> WHAT NEEDS TO BE DONE
As the answer, set down the lines below from the one containing "use serde::Serialize;" through the one containing "#[allow(clippy::unused_async)]", exactly and inclusively, and no others.

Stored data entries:

══════════

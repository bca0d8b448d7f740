//! Event documents.

use crate::{decode_error, store_error};
use community_connect_core::store::{EventStore, StoreError, StoreFuture};
use community_connect_core::types::{Event, EventId};
use serde_json::Value as JsonValue;
use sqlx::PgPool;

/// PostgreSQL-backed event store.
///
/// Each row holds one [`Event`] as JSONB, participant ledger included.
#[derive(Clone, Debug)]
pub struct PostgresEventStore {
    pool: PgPool,
}

impl PostgresEventStore {
    /// Create a store over an existing connection pool.
    #[must_use]
    pub const fn from_pool(pool: PgPool) -> Self {
        Self { pool }
    }

    /// Get the underlying connection pool.
    #[must_use]
    pub const fn pool(&self) -> &PgPool {
        &self.pool
    }
}

fn encode(event: &Event) -> Result<JsonValue, StoreError> {
    serde_json::to_value(event)
        .map_err(|e| StoreError::SerializationError(format!("Failed to encode event: {e}")))
}

fn decode(data: JsonValue) -> Result<Event, StoreError> {
    serde_json::from_value(data).map_err(|e| decode_error(&e))
}

const UPSERT: &str = "INSERT INTO events (id, event_date, data, created_at)
     VALUES ($1, $2, $3, $4)
     ON CONFLICT (id) DO UPDATE
     SET event_date = EXCLUDED.event_date, data = EXCLUDED.data, updated_at = now()";

impl EventStore for PostgresEventStore {
    fn find_by_id(&self, id: EventId) -> StoreFuture<'_, Option<Event>> {
        Box::pin(async move {
            let row: Option<(JsonValue,)> = sqlx::query_as("SELECT data FROM events WHERE id = $1")
                .bind(id.as_uuid())
                .fetch_optional(&self.pool)
                .await
                .map_err(|e| store_error("Failed to load event", &e))?;

            row.map(|(data,)| decode(data)).transpose()
        })
    }

    fn find_all(&self) -> StoreFuture<'_, Vec<Event>> {
        Box::pin(async move {
            let rows: Vec<(JsonValue,)> =
                sqlx::query_as("SELECT data FROM events ORDER BY event_date ASC, seq ASC")
                    .fetch_all(&self.pool)
                    .await
                    .map_err(|e| store_error("Failed to list events", &e))?;

            rows.into_iter().map(|(data,)| decode(data)).collect()
        })
    }

    fn insert(&self, event: Event) -> StoreFuture<'_, Event> {
        Box::pin(async move {
            sqlx::query(
                "INSERT INTO events (id, event_date, data, created_at) VALUES ($1, $2, $3, $4)",
            )
            .bind(event.id.as_uuid())
            .bind(event.date)
            .bind(encode(&event)?)
            .bind(event.created_at)
            .execute(&self.pool)
            .await
            .map_err(|e| store_error("Failed to insert event", &e))?;

            tracing::debug!(event_id = %event.id, "Event inserted");
            Ok(event)
        })
    }

    fn insert_many(&self, events: Vec<Event>) -> StoreFuture<'_, Vec<Event>> {
        Box::pin(async move {
            let mut tx = self
                .pool
                .begin()
                .await
                .map_err(|e| store_error("Failed to begin transaction", &e))?;

            for event in &events {
                sqlx::query(UPSERT)
                    .bind(event.id.as_uuid())
                    .bind(event.date)
                    .bind(encode(event)?)
                    .bind(event.created_at)
                    .execute(&mut *tx)
                    .await
                    .map_err(|e| store_error("Failed to insert event", &e))?;
            }

            tx.commit()
                .await
                .map_err(|e| store_error("Failed to commit events", &e))?;

            tracing::debug!(count = events.len(), "Events inserted");
            Ok(events)
        })
    }

    fn save(&self, event: Event) -> StoreFuture<'_, Event> {
        Box::pin(async move {
            let result = sqlx::query(
                "UPDATE events SET event_date = $2, data = $3, updated_at = now() WHERE id = $1",
            )
            .bind(event.id.as_uuid())
            .bind(event.date)
            .bind(encode(&event)?)
            .execute(&self.pool)
            .await
            .map_err(|e| store_error("Failed to save event", &e))?;

            if result.rows_affected() == 0 {
                return Err(StoreError::Missing(format!("event {}", event.id)));
            }
            Ok(event)
        })
    }

    fn delete_all(&self) -> StoreFuture<'_, u64> {
        Box::pin(async move {
            let result = sqlx::query("DELETE FROM events")
                .execute(&self.pool)
                .await
                .map_err(|e| store_error("Failed to delete events", &e))?;

            Ok(result.rows_affected())
        })
    }

    fn ping(&self) -> StoreFuture<'_, ()> {
        Box::pin(async move {
            sqlx::query("SELECT 1")
                .execute(&self.pool)
                .await
                .map_err(|e| store_error("Database unreachable", &e))?;
            Ok(())
        })
    }
}
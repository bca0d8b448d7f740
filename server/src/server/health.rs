//! Health and banner endpoints.

use super::state::AppState;
use axum::{Json, extract::State, http::StatusCode};
use chrono::{DateTime, Utc};
use community_connect_web::HealthReport;
use serde::Serialize;

/// Body of `GET /`.
#[derive(Debug, Serialize)]
pub struct BannerResponse {
    /// Fixed greeting
    pub message: &'static str,
    /// Time the request was answered
    pub timestamp: DateTime<Utc>,
}

/// Root banner.
///
/// ```bash
/// curl http://localhost:5001/
/// # {"message":"CommunityConnect Backend is running!","timestamp":"..."}
/// ```
#[allow(clippy::unused_async)]
pub async fn banner() -> Json<BannerResponse> {
    Json(BannerResponse {
        message: "CommunityConnect Backend is running!",
        timestamp: Utc::now(),
    })
}

/// Health check endpoint.
///
/// Always 200 while the process answers. The `database` field reports
/// whether the event store responded to a ping.
pub async fn health(State(state): State<AppState>) -> (StatusCode, Json<HealthReport>) {
    let reachable = state.events.is_reachable().await;
    if !reachable {
        tracing::warn!("Health check: database unreachable");
    }
    HealthReport::new(reachable).into_json()
}
//! Property tests for RSVP reconciliation.

#![allow(clippy::unwrap_used)]

use chrono::{DateTime, TimeZone, Utc};
use community_connect_core::ledger::{
    apply_response, count_by_response, participants_with_response, response_of, same_ledger,
};
use community_connect_core::types::{Participant, RsvpResponse};
use proptest::prelude::*;
use proptest::test_runner::Config;
use std::collections::HashSet;

fn at(minute: u32) -> DateTime<Utc> {
    Utc.with_ymd_and_hms(2024, 6, 1, 12, minute % 60, 0).unwrap()
}

fn response() -> impl Strategy<Value = RsvpResponse> {
    prop_oneof![
        Just(RsvpResponse::Yes),
        Just(RsvpResponse::No),
        Just(RsvpResponse::Maybe),
    ]
}

/// Ledgers that already satisfy the one-entry-per-user invariant.
fn ledger() -> impl Strategy<Value = Vec<Participant>> {
    prop::collection::vec(("u[0-9]{1,2}", "[A-Z][a-z]{2,6}", response()), 0..12).prop_map(
        |entries| {
            entries
                .into_iter()
                .fold(Vec::new(), |acc, (user_id, username, response)| {
                    apply_response(&acc, &user_id, &username, response, at(0))
                })
        },
    )
}

proptest! {
    #![proptest_config(Config::with_cases(256))]

    #[test]
    fn exactly_one_entry_for_the_responding_user(
        participants in ledger(),
        user_id in "u[0-9]{1,2}",
        r in response(),
    ) {
        let next = apply_response(&participants, &user_id, "Someone", r, at(1));

        let entries: Vec<&Participant> =
            next.iter().filter(|p| p.user_id == user_id).collect();
        prop_assert_eq!(entries.len(), 1);
        prop_assert_eq!(entries[0].response, r);
        prop_assert_eq!(response_of(&next, &user_id), Some(r));
    }

    #[test]
    fn user_ids_stay_unique(
        participants in ledger(),
        user_id in "u[0-9]{1,2}",
        r in response(),
    ) {
        let next = apply_response(&participants, &user_id, "Someone", r, at(1));
        let unique: HashSet<&str> = next.iter().map(|p| p.user_id.as_str()).collect();
        prop_assert_eq!(unique.len(), next.len());
    }

    #[test]
    fn other_entries_keep_value_and_order(
        participants in ledger(),
        user_id in "u[0-9]{1,2}",
        r in response(),
    ) {
        let next = apply_response(&participants, &user_id, "Someone", r, at(1));

        let before: Vec<&Participant> =
            participants.iter().filter(|p| p.user_id != user_id).collect();
        let after: Vec<&Participant> =
            next.iter().filter(|p| p.user_id != user_id).collect();
        prop_assert_eq!(before, after);
    }

    #[test]
    fn later_response_collapses_earlier_one(
        participants in ledger(),
        user_id in "u[0-9]{1,2}",
        first in response(),
        second in response(),
    ) {
        let via_first = apply_response(
            &apply_response(&participants, &user_id, "Someone", first, at(1)),
            &user_id,
            "Someone",
            second,
            at(2),
        );
        let direct = apply_response(&participants, &user_id, "Someone", second, at(2));

        prop_assert_eq!(via_first, direct);
    }

    #[test]
    fn repeating_a_response_adds_no_entries(
        participants in ledger(),
        user_id in "u[0-9]{1,2}",
        r in response(),
    ) {
        let once = apply_response(&participants, &user_id, "Someone", r, at(1));
        let twice = apply_response(&once, &user_id, "Someone", r, at(2));

        prop_assert_eq!(once.len(), twice.len());
        prop_assert!(same_ledger(&once, &twice));
    }

    #[test]
    fn count_matches_filter_length(participants in ledger()) {
        for r in RsvpResponse::ALL {
            prop_assert_eq!(
                count_by_response(&participants, r),
                participants_with_response(&participants, r).len()
            );
        }
    }
}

══════════

> FINISHED EXERCISE
use serde::Serialize;

/// Body of `GET /`.
#[derive(Debug, Serialize)]
pub struct BannerResponse {
    /// Fixed greeting
    pub message: &'static str,
    /// Time the request was answered
    pub timestamp: DateTime<Utc>,
}

/// Root banner.
///
/// ```bash
/// curl http://localhost:5001/
/// # {"message":"CommunityConnect Backend is running!","timestamp":"..."}
/// ```
#[allow(clippy::unused_async)]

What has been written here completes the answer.